Just something I've learned to live without, at least for the foreseeable future.
https://github.com/vshih/CloudDiff works for text files. I don't know if it can be used for binary files, but it may be possible if you have an appropriate document diffing tool installed.
> Compare versions of your Dropbox or pCloud text files in-browser or with your configured diff tool.
Even when it was a nice "do one simple thing" company, that thing was a bit of a square peg. The fact is that the hierarchical file system is a silly way of structuring data that doesn't meat people's needs.
I've never understood how Dropbox could be a sustainable business. All the walled gardens have legitimate UX and anti-competative / anti-interopt reasons to get away from files, and the actual core service Dropbox provides is quite commoditized.

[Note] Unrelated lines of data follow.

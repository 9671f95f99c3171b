//! Merging of the custom document over the default document.
//!
//! # Merging Semantics
//!
//! - **Values** are replaced wholesale: when the custom document defines a
//!   key, its `value` wins.
//! - **Settings** are merged per sub-key: a sub-key the custom entry defines
//!   wins, every other declared sub-key keeps the default.
//! - **Kinds** must match exactly the kind the default document declares,
//!   for values and for each settings sub-value.
//!
//! The result is built into a fresh [`AttributeSet`] and only returned when
//! every key merged successfully.

use std::sync::Arc;

use crate::attributes::AttributeSet;
use crate::document::{ConfigDocument, ConfigEntry};
use crate::schema::DocumentSchema;
use crate::tokens::TokenResolver;
use crate::value::{Scalar, ValueKind};
use crate::{ConfigError, ConfigResult};

/// Merges `custom` over `default`, checking kinds against `schema`.
///
/// `schema` must have been derived from `default`; every key it declares is
/// bound, whether or not the custom document overrides it.
///
/// # Examples
///
/// ```
/// use harness_config::document::{ConfigDocument, ConfigEntry};
/// use harness_config::merge::merge_documents;
/// use harness_config::schema::DocumentSchema;
/// use harness_config::tokens::{TokenResolver, UserContext};
/// use harness_config::Scalar;
///
/// # fn main() -> harness_config::ConfigResult<()> {
/// let default = ConfigDocument::new().with_entry("Timeout", ConfigEntry::new(30_i64.into()));
/// let custom = ConfigDocument::new().with_entry("Timeout", ConfigEntry::new(45_i64.into()));
/// let schema = DocumentSchema::from_default(&default)?;
/// let resolver = TokenResolver::new(UserContext::unknown());
///
/// let merged = merge_documents(&schema, &default, &custom, &resolver)?;
/// assert_eq!(merged.get("timeout"), Some(&Scalar::Integer(45)));
/// # Ok(())
/// # }
/// ```
///
/// # Errors
///
/// Returns [`ConfigError::TypeMismatch`] for the first key (in sorted order)
/// whose effective value or settings sub-value has the wrong kind, and
/// [`ConfigError::UserLookup`] when token resolution fails.
pub fn merge_documents(
    schema: &DocumentSchema,
    default: &ConfigDocument,
    custom: &ConfigDocument,
    resolver: &TokenResolver,
) -> ConfigResult<AttributeSet> {
    let mut attributes = AttributeSet::new();

    for (key, default_entry) in default.iter() {
        let Some(entry_schema) = schema.entry(key) else {
            continue;
        };
        let override_entry = custom.get(key);
        let effective = override_entry.map_or(&default_entry.value, |entry| &entry.value);

        check_kind(key, None, entry_schema.kind, effective)?;
        attributes.insert(entry_schema.attribute.clone(), resolver.resolve(effective)?);

        for (sub_key, setting_schema) in &entry_schema.settings {
            let Some(sub_value) = effective_setting(sub_key, default_entry, override_entry) else {
                continue;
            };
            check_kind(key, Some(sub_key), setting_schema.kind, sub_value)?;
            attributes.insert(setting_schema.attribute.clone(), resolver.resolve(sub_value)?);
        }
    }

    Ok(attributes)
}

fn effective_setting<'a>(
    sub_key: &str,
    default_entry: &'a ConfigEntry,
    override_entry: Option<&'a ConfigEntry>,
) -> Option<&'a Scalar> {
    override_entry
        .and_then(|entry| entry.settings.get(sub_key))
        .or_else(|| default_entry.settings.get(sub_key))
}

fn check_kind(
    key: &str,
    setting: Option<&str>,
    expected: ValueKind,
    value: &Scalar,
) -> ConfigResult<()> {
    let actual = value.kind();
    if actual == expected {
        return Ok(());
    }
    tracing::debug!(
        key,
        setting,
        %expected,
        %actual,
        %value,
        "rejected override with mismatched kind"
    );
    Err(Arc::new(ConfigError::TypeMismatch {
        key: key.to_owned(),
        setting: setting.map(str::to_owned),
        expected,
        actual,
        value: value.to_string(),
    }))
}

#[cfg(test)]
mod tests;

To be clear, I'm saying your in trouble either way:
- Just storage: it's commoditization so you have your own hardware and compete at that level
- Other stuff: Now you are alt GSuite. Google needs competition, not know you are fighting and N front war and your old users may not care.
Now VC usually tries to avoid competing head-on with FAANG, and the current situation was definitely inevitable, so quite confused why Dropbox got funded in the first place.
One day, last year, he calls me exasperated that his DropBox no longer worked. I discovered they killed the feature and "controlling his digital life" wasn't all that important to him.
I had moved to iCloud Drive a while back and told him to do the same. No more DropBox.